BC Emergency Health Services has implemented several mental health initiatives in recent years, including a peer support program and access to specialized trauma counseling. But many paramedics report barriers to accessing these services, from long wait times to concerns about career implications.
Dr. Shannon Wagner, a professor at the University of Northern British Columbia who studies occupational stress injuries among first responders, explains that the culture within emergency services can sometimes work against mental health support.
“There’s still this perception that acknowledging psychological distress is somehow admitting weakness,” Wagner says. “Combined with legitimate concerns about confidentiality and career advancement, this creates significant barriers to care.”
According to research published in the Canadian Journal of Emergency Medicine, nearly 50% of paramedics will experience symptoms of post-traumatic stress during their careers—nearly double the rate of the general population. Even more concerning, first responders are at higher risk for suicide, with rates approximately 30% higher than other occupational groups, according to a 2019 study from the Centre for Suicide Prevention.
In Nanaimo, I meet with Sarah Longhurst, who left her paramedic career after 12 years due to PTSD. Now an advocate for first responder mental health, she describes the gradual erosion of her resilience.
“It wasn’t one big traumatic call that broke me—it was the cumulative effect,” Longhurst explains as we walk along Departure Bay. “The nightmares, the hypervigilance, the emotional numbness. Eventually, I didn’t recognize myself anymore.”
Longhurst believes the system fails paramedics by focusing on crisis intervention rather than prevention. “We teach paramedics how to save others, but not how to save themselves,” she says.
The provincial government has acknowledged these concerns. In March, Health Minister Adrian Dix announced an additional $2.5 million for first responder mental health programs. The funding will expand peer support networks and create more specialized counseling options tailored to emergency services personnel.
However, Clifford and other union representatives argue that while additional mental health resources are welcome, they don’t address the underlying issues of staffing shortages and increasing call volumes that create unsustainable working conditions.
“We need systemic change,” Clifford insists. “Better staffing levels, manageable shifts, and time between traumatic calls for proper processing.”
Back in Vancouver, paramedic Kroeker is preparing for another overnight shift. She’s been seeing a counselor for the past six months—a step she initially resisted but now credits with helping her continue in a profession she loves despite its challenges.
“I became a paramedic because I wanted to help people on their worst days,” she says, checking her equipment with practiced efficiency. “But I never considered what absorbing all those worst days would do to me over time.”
As British Columbia continues to face healthcare challenges on multiple fronts, the wellbeing of those who respond first deserves greater attention—not just for their sake, but for all who depend on them in moments of crisis.

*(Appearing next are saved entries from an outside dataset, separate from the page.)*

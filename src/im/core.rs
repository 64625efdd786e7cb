use super::roi::ROI;

#[derive(Debug, Clone)]
pub struct Im<T, const N_CH: usize> {
    pub w: usize,
    pub h: usize,
    pub s: usize, // stride in elements (w * N_CH)
    pub arr: Vec<T>,
}

// Constructor
// -----------------------------------------------------------------------------
impl<T: Copy + Default, const N_CH: usize> Im<T, N_CH> {
    pub fn new(w: usize, h: usize) -> Self {
        let s = w * N_CH;
        let arr = vec![T::default(); s * h];
        Self { w, h, s, arr }
    }
}

impl<T, const N_CH: usize> Im<T, N_CH> {
    #[inline(always)]
    pub unsafe fn get_unchecked(&self, x: usize, y: usize, ch: usize) -> &T {
        unsafe { self.arr.get_unchecked(y * self.s + x * N_CH + ch) }
    }

    #[inline(always)]
    pub unsafe fn get_unchecked_mut(&mut self, x: usize, y: usize, ch: usize) -> &mut T {
        unsafe { self.arr.get_unchecked_mut(y * self.s + x * N_CH + ch) }
    }

    /// The full extent of this image as an ROI.
    pub fn roi(&self) -> ROI {
        ROI {
            l: 0,
            t: 0,
            r: self.w,
            b: self.h,
        }
    }
}

// Region copy
// -----------------------------------------------------------------------------
impl<T: Copy + Default, const N_CH: usize> Im<T, N_CH> {
    /// Copy the pixels inside `roi` into a new, tightly packed image of exactly
    /// `roi.w() x roi.h()` pixels. The ROI must lie inside this image.
    pub fn crop(&self, roi: &ROI) -> Self {
        assert!(
            roi.l <= roi.r && roi.t <= roi.b,
            "inverted roi {roi:?}"
        );
        assert!(
            roi.r <= self.w && roi.b <= self.h,
            "roi {roi:?} escapes {}x{} image",
            self.w,
            self.h
        );

        let mut out = Self::new(roi.w(), roi.h());
        let row_len = roi.w() * N_CH;
        for y in 0..roi.h() {
            let src_start = (roi.t + y) * self.s + roi.l * N_CH;
            let dst_start = y * out.s;
            out.arr[dst_start..dst_start + row_len]
                .copy_from_slice(&self.arr[src_start..src_start + row_len]);
        }
        out
    }
}

pub type RGBAIm = Im<u8, 4>;
//! # CLI Interface
//!
//! Command-line arguments for `miler-node`, defined with `clap` derive.
//! Every `run` flag also reads a `MILER_*` environment variable.

use clap::{Parser, Subcommand};
use std::path::PathBuf;

use miler_protocol::config::{DEFAULT_METRICS_PORT, DEFAULT_RPC_PORT};

use crate::logging::LogFormat;

/// Miler chain node.
///
/// Serves a single hash-linked chain over HTTP and exposes Prometheus
/// metrics.
#[derive(Parser, Debug)]
#[command(
    name = "miler-node",
    about = "Miler hash-linked chain node",
    version,
    propagate_version = true
)]
pub struct MilerNodeCli {
    /// Subcommand to execute.
    #[command(subcommand)]
    pub command: Commands,
}

/// Top-level subcommands.
#[derive(Subcommand, Debug)]
pub enum Commands {
    /// Start the HTTP node.
    Run(RunArgs),
    /// Check a chain JSON document offline.
    Verify(VerifyArgs),
    /// Print version information and exit.
    Version,
}

/// Arguments for the `run` subcommand.
#[derive(Parser, Debug)]
pub struct RunArgs {
    /// Interface to bind both listeners to.
    #[arg(long, env = "MILER_HOST", default_value = "0.0.0.0")]
    pub host: String,

    /// Port for the REST API.
    #[arg(long, env = "MILER_RPC_PORT", default_value_t = DEFAULT_RPC_PORT)]
    pub rpc_port: u16,

    /// Port for the Prometheus metrics endpoint.
    #[arg(long, env = "MILER_METRICS_PORT", default_value_t = DEFAULT_METRICS_PORT)]
    pub metrics_port: u16,

    /// Log output format.
    #[arg(long, env = "MILER_LOG_FORMAT", value_enum, default_value_t = LogFormat::Pretty)]
    pub log_format: LogFormat,
}

/// Arguments for the `verify` subcommand.
#[derive(Parser, Debug)]
pub struct VerifyArgs {
    /// Path to a chain document, as returned by `GET /api/blockchain`
    /// (either the bare chain or the `{ "chain": ... }` envelope).
    pub path: PathBuf,

    /// Also re-derive the genesis block's hash.
    #[arg(long)]
    pub strict: bool,
}

#[cfg(test)]
mod tests {
    use super::*;
    use clap::CommandFactory;

    #[test]
    fn verify_cli_structure() {
        MilerNodeCli::command().debug_assert();
    }

    #[test]
    fn run_defaults() {
        let cli = MilerNodeCli::try_parse_from(["miler-node", "run"]).unwrap();
        match cli.command {
            Commands::Run(args) => {
                assert_eq!(args.rpc_port, DEFAULT_RPC_PORT);
                assert_eq!(args.metrics_port, DEFAULT_METRICS_PORT);
                assert_eq!(args.log_format, LogFormat::Pretty);
            }
            other => panic!("expected run, got {:?}", other),
        }
    }

    #[test]
    fn verify_takes_path_and_strict() {
        let cli =
            MilerNodeCli::try_parse_from(["miler-node", "verify", "chain.json", "--strict"])
                .unwrap();
        match cli.command {
            Commands::Verify(args) => {
                assert_eq!(args.path, PathBuf::from("chain.json"));
                assert!(args.strict);
            }
            other => panic!("expected verify, got {:?}", other),
        }
    }
}
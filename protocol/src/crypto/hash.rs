//! # Hashing Utilities
//!
//! The block identity hash goes through a single capability,
//! [`BlockHasher`], so the chain never names a concrete hash library. Two
//! implementations ship with the crate:
//!
//! - **SHA-256** ([`Sha256Hasher`]) — the default. Chains produced by the
//!   original service hash with SHA-256 and render lowercase hex, and we
//!   want those documents to validate unchanged.
//!
//! - **BLAKE3** ([`Blake3Hasher`]) — same 256-bit output, faster on every
//!   platform we care about. Use it for chains that never leave Miler.
//!
//! Anything weaker than 256 bits of output is not welcome here.

use sha2::{Digest, Sha256};

/// A cryptographic digest used to derive block identities.
///
/// Implementations must be deterministic and collision-resistant. The
/// chain only ever sees the hex rendering of the digest.
pub trait BlockHasher: Send + Sync {
    /// Hash `data` and return the raw digest bytes.
    fn digest(&self, data: &[u8]) -> Vec<u8>;

    /// Short, lowercase algorithm name (e.g. `"sha256"`).
    fn algorithm(&self) -> &'static str;

    /// Hash `data` and return the digest as lowercase hex.
    fn digest_hex(&self, data: &[u8]) -> String {
        hex::encode(self.digest(data))
    }
}

/// SHA-256 block hasher. The default for every chain.
#[derive(Clone, Copy, Debug, Default, PartialEq, Eq)]
pub struct Sha256Hasher;

impl BlockHasher for Sha256Hasher {
    fn digest(&self, data: &[u8]) -> Vec<u8> {
        sha256(data)
    }

    fn algorithm(&self) -> &'static str {
        "sha256"
    }
}

/// BLAKE3 block hasher.
#[derive(Clone, Copy, Debug, Default, PartialEq, Eq)]
pub struct Blake3Hasher;

impl BlockHasher for Blake3Hasher {
    fn digest(&self, data: &[u8]) -> Vec<u8> {
        blake3_hash(data).to_vec()
    }

    fn algorithm(&self) -> &'static str {
        "blake3"
    }
}

/// Compute the SHA-256 hash of the input data.
///
/// # Example
///
/// ```
/// use miler_protocol::crypto::sha256;
///
/// let hash = sha256(b"miler");
/// assert_eq!(hash.len(), 32);
/// ```
pub fn sha256(data: &[u8]) -> Vec<u8> {
    let mut hasher = Sha256::new();
    hasher.update(data);
    hasher.finalize().to_vec()
}

/// Compute the BLAKE3 hash of the input data.
///
/// # Example
///
/// ```
/// use miler_protocol::crypto::blake3_hash;
///
/// let hash = blake3_hash(b"miler");
/// assert_eq!(hash.len(), 32);
/// ```
pub fn blake3_hash(data: &[u8]) -> [u8; 32] {
    *blake3::hash(data).as_bytes()
}

#[cfg(test)]
mod tests {
    use super::*;

    #[test]
    fn sha256_known_vector() {
        // SHA-256("abc") from FIPS 180-2.
        assert_eq!(
            Sha256Hasher.digest_hex(b"abc"),
            "ba7816bf8f01cfea414140de5dae2223b00361a396177a9cb410ff61f20015ad"
        );
    }

    #[test]
    fn sha256_empty_input() {
        assert_eq!(
            Sha256Hasher.digest_hex(b""),
            "e3b0c44298fc1c149afbf4c8996fb92427ae41e4649b934ca495991b7852b855"
        );
    }

    #[test]
    fn blake3_known_vector() {
        // BLAKE3 of the empty input, from the reference test vectors.
        assert_eq!(
            Blake3Hasher.digest_hex(b""),
            "af1349b9f5f9a1a6a0404dea36dcc9499bcb25c9adc112b7cc9a93cae41f3262"
        );
    }

    #[test]
    fn hashers_produce_256_bit_digests() {
        assert_eq!(Sha256Hasher.digest(b"block").len(), 32);
        assert_eq!(Blake3Hasher.digest(b"block").len(), 32);
    }

    #[test]
    fn hashers_disagree() {
        assert_ne!(
            Sha256Hasher.digest_hex(b"block"),
            Blake3Hasher.digest_hex(b"block")
        );
    }

    #[test]
    fn algorithm_names() {
        assert_eq!(Sha256Hasher.algorithm(), "sha256");
        assert_eq!(Blake3Hasher.algorithm(), "blake3");
    }
}
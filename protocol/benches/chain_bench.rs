// Chain benchmarks for the Miler protocol.
//
// Covers block sealing under both digests, append, and full-chain
// validation at a few chain lengths.

use criterion::{criterion_group, criterion_main, BenchmarkId, Criterion, Throughput};
use serde_json::{json, Value};

use miler_protocol::crypto::{Blake3Hasher, Sha256Hasher};
use miler_protocol::storage::{Block, Chain, GenesisSeed};

fn build_chain(len: usize) -> Chain<Value> {
    let mut chain = Chain::genesis(
        "bench",
        "bench",
        GenesisSeed::new("T0", json!("genesis-tx")),
    )
    .expect("genesis");
    for i in 1..len {
        let candidate = Block::candidate(
            0,
            format!("T{}", i),
            json!({ "from": "alice", "to": "bob", "amount": i }),
        )
        .expect("candidate");
        chain.append(candidate).expect("append");
    }
    chain
}

fn bench_block_sealing(c: &mut Criterion) {
    let payload = json!({ "from": "alice", "to": "bob", "amount": 42, "memo": "coffee" });
    let mut group = c.benchmark_group("block_sealing");

    group.bench_function("sha256", |b| {
        b.iter(|| Block::with_hasher(&Sha256Hasher, 1, "T1", payload.clone(), "prev").unwrap());
    });

    group.bench_function("blake3", |b| {
        b.iter(|| Block::with_hasher(&Blake3Hasher, 1, "T1", payload.clone(), "prev").unwrap());
    });

    group.finish();
}

fn bench_append(c: &mut Criterion) {
    c.bench_function("append_to_1000", |b| {
        b.iter_batched(
            || build_chain(1_000),
            |mut chain| {
                let candidate = Block::candidate(0, "T", json!("tx")).unwrap();
                chain.append(candidate).unwrap();
                chain
            },
            criterion::BatchSize::LargeInput,
        );
    });
}

fn bench_validate(c: &mut Criterion) {
    let mut group = c.benchmark_group("validate");
    for len in [10usize, 100, 1_000] {
        let chain = build_chain(len);
        group.throughput(Throughput::Elements(len as u64));
        group.bench_with_input(BenchmarkId::from_parameter(len), &chain, |b, chain| {
            b.iter(|| assert!(chain.validate()));
        });
    }
    group.finish();
}

criterion_group!(benches, bench_block_sealing, bench_append, bench_validate);
criterion_main!(benches);
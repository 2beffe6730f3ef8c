//! # Prometheus Metrics
//!
//! Operational metrics for the chain node, scraped at `/metrics` on the
//! configured metrics port.
//!
//! All metrics live in a dedicated [`prometheus::Registry`] prefixed with
//! `miler`, so they never collide with the default global registry.

use axum::http::StatusCode;
use axum::response::IntoResponse;
use prometheus::core::Collector;
use prometheus::{Encoder, Histogram, HistogramOpts, IntCounter, IntGauge, Registry, TextEncoder};
use std::sync::Arc;

/// Holds all Prometheus metric handles for the node.
///
/// Prometheus handles are internally reference-counted, so clones share
/// the same underlying values.
#[derive(Clone)]
pub struct NodeMetrics {
    /// Prometheus registry that owns all metrics below.
    registry: Registry,
    /// Chains created or reset through the API.
    pub chains_created_total: IntCounter,
    /// Blocks appended through the API.
    pub blocks_appended_total: IntCounter,
    /// Current number of blocks in the chain, genesis included.
    pub chain_length: IntGauge,
    /// Integrity checks run.
    pub validations_total: IntCounter,
    /// Integrity checks that found tampering or corruption.
    pub validation_failures_total: IntCounter,
    /// Time spent waiting for the write lock and appending, in seconds.
    pub append_latency_seconds: Histogram,
}

impl NodeMetrics {
    /// Creates and registers all metrics. Call once at startup.
    pub fn new() -> Self {
        let registry = Registry::new_custom(Some("miler".into()), None)
            .expect("failed to create prometheus registry");

        let chains_created_total = register(
            &registry,
            IntCounter::new(
                "chains_created_total",
                "Total number of chains created or reset",
            )
            .expect("metric creation"),
        );

        let blocks_appended_total = register(
            &registry,
            IntCounter::new("blocks_appended_total", "Total number of appended blocks")
                .expect("metric creation"),
        );

        let chain_length = register(
            &registry,
            IntGauge::new("chain_length", "Number of blocks in the chain")
                .expect("metric creation"),
        );

        let validations_total = register(
            &registry,
            IntCounter::new("validations_total", "Total number of chain integrity checks")
                .expect("metric creation"),
        );

        let validation_failures_total = register(
            &registry,
            IntCounter::new(
                "validation_failures_total",
                "Total number of integrity checks that found a violation",
            )
            .expect("metric creation"),
        );

        let append_latency_seconds = register(
            &registry,
            Histogram::with_opts(
                HistogramOpts::new(
                    "append_latency_seconds",
                    "Block append latency in seconds, lock wait included",
                )
                .buckets(vec![
                    0.0001, 0.0005, 0.001, 0.005, 0.01, 0.05, 0.1, 0.5, 1.0,
                ]),
            )
            .expect("metric creation"),
        );

        Self {
            registry,
            chains_created_total,
            blocks_appended_total,
            chain_length,
            validations_total,
            validation_failures_total,
            append_latency_seconds,
        }
    }

    /// Encodes all registered metrics into the Prometheus text exposition format.
    pub fn encode(&self) -> Result<String, prometheus::Error> {
        let encoder = TextEncoder::new();
        let metric_families = self.registry.gather();
        let mut buffer = Vec::new();
        encoder.encode(&metric_families, &mut buffer)?;
        String::from_utf8(buffer).map_err(|e| prometheus::Error::Msg(e.to_string()))
    }
}

impl Default for NodeMetrics {
    fn default() -> Self {
        Self::new()
    }
}

fn register<M: Collector + Clone + 'static>(registry: &Registry, metric: M) -> M {
    registry
        .register(Box::new(metric.clone()))
        .expect("metric registration");
    metric
}

/// Shared metrics state passed to axum handlers.
pub type SharedMetrics = Arc<NodeMetrics>;

/// Axum handler that renders `/metrics` in Prometheus text format.
pub async fn metrics_handler(
    axum::extract::State(metrics): axum::extract::State<SharedMetrics>,
) -> impl IntoResponse {
    match metrics.encode() {
        Ok(body) => (
            StatusCode::OK,
            [("content-type", "text/plain; version=0.0.4; charset=utf-8")],
            body,
        )
            .into_response(),
        Err(e) => {
            tracing::error!("failed to encode metrics: {}", e);
            (StatusCode::INTERNAL_SERVER_ERROR, "metrics encoding failed").into_response()
        }
    }
}
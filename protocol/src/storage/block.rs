//! # Block Structure
//!
//! A block is one sealed record in the chain: a position, an opaque
//! timestamp, an application payload (the "transaction"), the identity of
//! the block before it, and its own identity hash.
//!
//! ## Block Layout
//!
//! ```text
//! ┌──────────────────────────────────────────────┐
//! │  Block<T>                                    │
//! │  ├── index: u64          (0 = genesis)       │
//! │  ├── timestamp: String   (caller-supplied)   │
//! │  ├── transaction: T      (any Serialize)     │
//! │  ├── preceding_hash: String                  │
//! │  └── hash: String        (hex digest)        │
//! └──────────────────────────────────────────────┘
//! ```
//!
//! ## Hash Computation
//!
//! The identity hash is the hex digest of the UTF-8 string
//! `index || preceding_hash || timestamp || json(transaction)`, with the
//! index in decimal and no separators. That is exactly what the original
//! Miler service hashed, so its chains still validate here.
//!
//! The payload goes through `serde_json` with `preserve_order`, so a
//! `serde_json::Value` payload hashes with its keys in the order they were
//! received, the same text `JSON.stringify` produced. Custom payload types
//! must serialize the same value to the same bytes every time.
//!
//! Timestamps are text. A document that carries a number (or any other
//! JSON value) is read through [`field_text`], the same rendering the node
//! applies to request bodies.
//!
//! ## Sealing
//!
//! Constructors compute the hash before returning, so a `Block` handed to
//! callers is always sealed. The fields have no public setters. The only
//! mutation left is [`crate::storage::Chain::append`], which relinks a
//! candidate to the chain tail and reseals it.

use serde::{Deserialize, Deserializer, Serialize};
use serde_json::Value;

use crate::config::UNLINKED_PRECEDING_HASH;
use crate::crypto::hash::{BlockHasher, Sha256Hasher};
use crate::storage::error::ChainError;

// ---------------------------------------------------------------------------
// Block
// ---------------------------------------------------------------------------

/// A hash-identified unit of the chain.
#[derive(Clone, Debug, PartialEq, Eq, Serialize, Deserialize)]
#[serde(rename_all = "camelCase")]
pub struct Block<T> {
    /// 0-based position in the chain.
    pub(crate) index: u64,
    /// Opaque timestamp, hashed verbatim.
    #[serde(deserialize_with = "timestamp_from_json")]
    pub(crate) timestamp: String,
    /// Application payload.
    pub(crate) transaction: T,
    /// Identity hash of the previous block. `"0"` for genesis.
    pub(crate) preceding_hash: String,
    /// Hex identity hash of this block.
    pub(crate) hash: String,
}

impl<T: Serialize> Block<T> {
    /// Construct a sealed block using the default SHA-256 digest.
    ///
    /// # Errors
    ///
    /// Returns [`ChainError::Serialization`] if the payload cannot be
    /// serialized. No block is produced in that case.
    pub fn new(
        index: u64,
        timestamp: impl Into<String>,
        transaction: T,
        preceding_hash: impl Into<String>,
    ) -> Result<Self, ChainError> {
        Self::with_hasher(&Sha256Hasher, index, timestamp, transaction, preceding_hash)
    }

    /// Construct a block that has not been linked to a chain yet.
    ///
    /// The preceding hash is empty; [`crate::storage::Chain::append`]
    /// fills it in.
    pub fn candidate(
        index: u64,
        timestamp: impl Into<String>,
        transaction: T,
    ) -> Result<Self, ChainError> {
        Self::new(index, timestamp, transaction, UNLINKED_PRECEDING_HASH)
    }

    /// Construct a sealed block under an explicit digest.
    pub fn with_hasher<H: BlockHasher + ?Sized>(
        hasher: &H,
        index: u64,
        timestamp: impl Into<String>,
        transaction: T,
        preceding_hash: impl Into<String>,
    ) -> Result<Self, ChainError> {
        let mut block = Block {
            index,
            timestamp: timestamp.into(),
            transaction,
            preceding_hash: preceding_hash.into(),
            hash: String::new(),
        };
        block.hash = block.compute_hash(hasher)?;
        Ok(block)
    }

    /// Recompute the identity hash from the block's current fields.
    ///
    /// Pure: no clock, no I/O. Use it to check that `hash()` still matches
    /// the content.
    pub fn compute_hash<H: BlockHasher + ?Sized>(&self, hasher: &H) -> Result<String, ChainError> {
        let payload = serde_json::to_string(&self.transaction)?;
        let preimage = format!(
            "{}{}{}{}",
            self.index, self.preceding_hash, self.timestamp, payload
        );
        Ok(hasher.digest_hex(preimage.as_bytes()))
    }

    /// Check that the stored hash matches the recomputed one.
    ///
    /// # Errors
    ///
    /// [`ChainError::HashMismatch`] on disagreement,
    /// [`ChainError::Serialization`] if the payload no longer serializes.
    pub fn verify<H: BlockHasher + ?Sized>(&self, hasher: &H) -> Result<(), ChainError> {
        let computed = self.compute_hash(hasher)?;
        if computed != self.hash {
            return Err(ChainError::HashMismatch {
                index: self.index,
                stored: self.hash.clone(),
                computed,
            });
        }
        Ok(())
    }

    /// Point the block at a new predecessor and reseal it.
    ///
    /// The hash is recomputed after both fields are set, never before.
    pub(crate) fn link<H: BlockHasher + ?Sized>(
        &mut self,
        index: u64,
        preceding_hash: String,
        hasher: &H,
    ) -> Result<(), ChainError> {
        self.index = index;
        self.preceding_hash = preceding_hash;
        self.hash = self.compute_hash(hasher)?;
        Ok(())
    }
}

impl<T> Block<T> {
    /// Position of the block in its chain.
    pub fn index(&self) -> u64 {
        self.index
    }

    /// Caller-supplied timestamp.
    pub fn timestamp(&self) -> &str {
        &self.timestamp
    }

    /// Application payload.
    pub fn transaction(&self) -> &T {
        &self.transaction
    }

    /// Identity hash of the previous block.
    pub fn preceding_hash(&self) -> &str {
        &self.preceding_hash
    }

    /// Hex identity hash of this block.
    pub fn hash(&self) -> &str {
        &self.hash
    }

    /// Whether the block has been linked to a predecessor.
    pub fn is_linked(&self) -> bool {
        self.preceding_hash != UNLINKED_PRECEDING_HASH
    }
}

/// Render a JSON scalar the way string concatenation does: strings pass
/// through, everything else is written as compact JSON (`1700000000`,
/// `true`).
pub fn field_text(value: &Value) -> String {
    match value {
        Value::String(s) => s.clone(),
        other => other.to_string(),
    }
}

pub(crate) fn timestamp_from_json<'de, D>(deserializer: D) -> Result<String, D::Error>
where
    D: Deserializer<'de>,
{
    Value::deserialize(deserializer).map(|value| field_text(&value))
}

// ---------------------------------------------------------------------------
// Tests
// ---------------------------------------------------------------------------

#[cfg(test)]
mod tests {
    use super::*;
    use crate::crypto::hash::{sha256, Blake3Hasher};
    use std::collections::BTreeMap;

    #[test]
    fn hash_matches_original_formula() {
        let block = Block::new(0, "T0", "genesis-tx", "0").unwrap();
        let expected = hex::encode(sha256(b"00T0\"genesis-tx\""));
        assert_eq!(block.hash(), expected);
    }

    #[test]
    fn hash_is_deterministic() {
        let a = Block::new(3, "2024-01-01", serde_json::json!({"to": "bob", "amount": 5}), "ab")
            .unwrap();
        let b = Block::new(3, "2024-01-01", serde_json::json!({"to": "bob", "amount": 5}), "ab")
            .unwrap();
        assert_eq!(a.hash(), b.hash());
        assert_eq!(a.compute_hash(&Sha256Hasher).unwrap(), a.hash());
    }

    #[test]
    fn payload_hashed_in_received_key_order() {
        let payload: Value = serde_json::from_str(r#"{"to":"bob","amount":5}"#).unwrap();
        let block = Block::new(1, "T1", payload, "prev").unwrap();
        let expected = hex::encode(sha256(br#"1prevT1{"to":"bob","amount":5}"#));
        assert_eq!(block.hash(), expected);

        let reordered: Value = serde_json::from_str(r#"{"amount":5,"to":"bob"}"#).unwrap();
        let other = Block::new(1, "T1", reordered, "prev").unwrap();
        assert_ne!(other.hash(), block.hash());
    }

    #[test]
    fn numeric_timestamp_read_as_text() {
        let doc = r#"{"index":1,"timestamp":1700000000,"transaction":"tx",
                      "precedingHash":"prev","hash":"h"}"#;
        let block: Block<Value> = serde_json::from_str(doc).unwrap();
        assert_eq!(block.timestamp(), "1700000000");
        assert_eq!(
            block.compute_hash(&Sha256Hasher).unwrap(),
            hex::encode(sha256(br#"1prev1700000000"tx""#))
        );
    }

    #[test]
    fn field_text_renders_like_concatenation() {
        assert_eq!(field_text(&Value::from("T0")), "T0");
        assert_eq!(field_text(&Value::from(1700000000u64)), "1700000000");
        assert_eq!(field_text(&Value::from(1.5)), "1.5");
        assert_eq!(field_text(&Value::from(true)), "true");
    }

    #[test]
    fn every_field_feeds_the_hash() {
        let base = Block::new(1, "T1", "tx", "prev").unwrap();
        let variants = [
            Block::new(2, "T1", "tx", "prev").unwrap(),
            Block::new(1, "T2", "tx", "prev").unwrap(),
            Block::new(1, "T1", "tx2", "prev").unwrap(),
            Block::new(1, "T1", "tx", "other").unwrap(),
        ];
        for v in &variants {
            assert_ne!(v.hash(), base.hash());
        }
    }

    #[test]
    fn candidate_is_unlinked_but_sealed() {
        let block = Block::candidate(7, "T", "payload").unwrap();
        assert_eq!(block.preceding_hash(), "");
        assert!(!block.is_linked());
        assert!(block.verify(&Sha256Hasher).is_ok());
    }

    #[test]
    fn explicit_hasher_changes_identity() {
        let sha = Block::new(0, "T0", "tx", "0").unwrap();
        let blake = Block::with_hasher(&Blake3Hasher, 0, "T0", "tx", "0").unwrap();
        assert_ne!(sha.hash(), blake.hash());
        assert!(blake.verify(&Blake3Hasher).is_ok());
        assert!(blake.verify(&Sha256Hasher).is_err());
    }

    #[test]
    fn unserializable_payload_is_rejected() {
        let mut payload = BTreeMap::new();
        payload.insert((1u32, 2u32), "tuple keys are not JSON object keys");
        let err = Block::new(0, "T0", payload, "0").unwrap_err();
        assert!(matches!(err, ChainError::Serialization(_)));
    }

    #[test]
    fn tampered_payload_fails_verification() {
        let mut block = Block::new(1, "T1", "tx1".to_string(), "prev").unwrap();
        block.transaction = "forged".to_string();
        match block.verify(&Sha256Hasher) {
            Err(ChainError::HashMismatch { index, stored, computed }) => {
                assert_eq!(index, 1);
                assert_ne!(stored, computed);
            }
            other => panic!("expected hash mismatch, got {:?}", other),
        }
    }

    #[test]
    fn mismatch_reports_full_width_index() {
        let index = u64::from(u32::MAX) + 7;
        let mut block = Block::new(index, "T", "tx".to_string(), "prev").unwrap();
        block.transaction = "forged".to_string();
        match block.verify(&Sha256Hasher) {
            Err(ChainError::HashMismatch { index: reported, .. }) => assert_eq!(reported, index),
            other => panic!("expected hash mismatch, got {:?}", other),
        }
    }

    #[test]
    fn link_reseals_after_setting_fields() {
        let mut block = Block::candidate(0, "T", "tx").unwrap();
        let before = block.hash().to_string();
        block.link(4, "parent".into(), &Sha256Hasher).unwrap();

        assert_eq!(block.index(), 4);
        assert_eq!(block.preceding_hash(), "parent");
        assert_ne!(block.hash(), before);
        assert_eq!(
            block.hash(),
            Block::new(4, "T", "tx", "parent").unwrap().hash()
        );
    }

    #[test]
    fn serializes_with_external_field_names() {
        let block = Block::new(0, "T0", "genesis-tx", "0").unwrap();
        let json = serde_json::to_value(&block).unwrap();
        assert_eq!(json["index"], 0);
        assert_eq!(json["timestamp"], "T0");
        assert_eq!(json["transaction"], "genesis-tx");
        assert_eq!(json["precedingHash"], "0");
        assert_eq!(json["hash"], block.hash());
    }
}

For paramedics like Kroeker, Chen, and thousands of others across the province, the hope is that acknowledging their mental health struggles might finally prompt the systemic changes needed to make their essential work sustainable.
“We’re trained to run toward danger when everyone else runs away,” Kroeker reflects as she heads toward her ambulance. “But sometimes the biggest danger we face isn’t what we find when we arrive at a call—it’s what we carry with us long after.”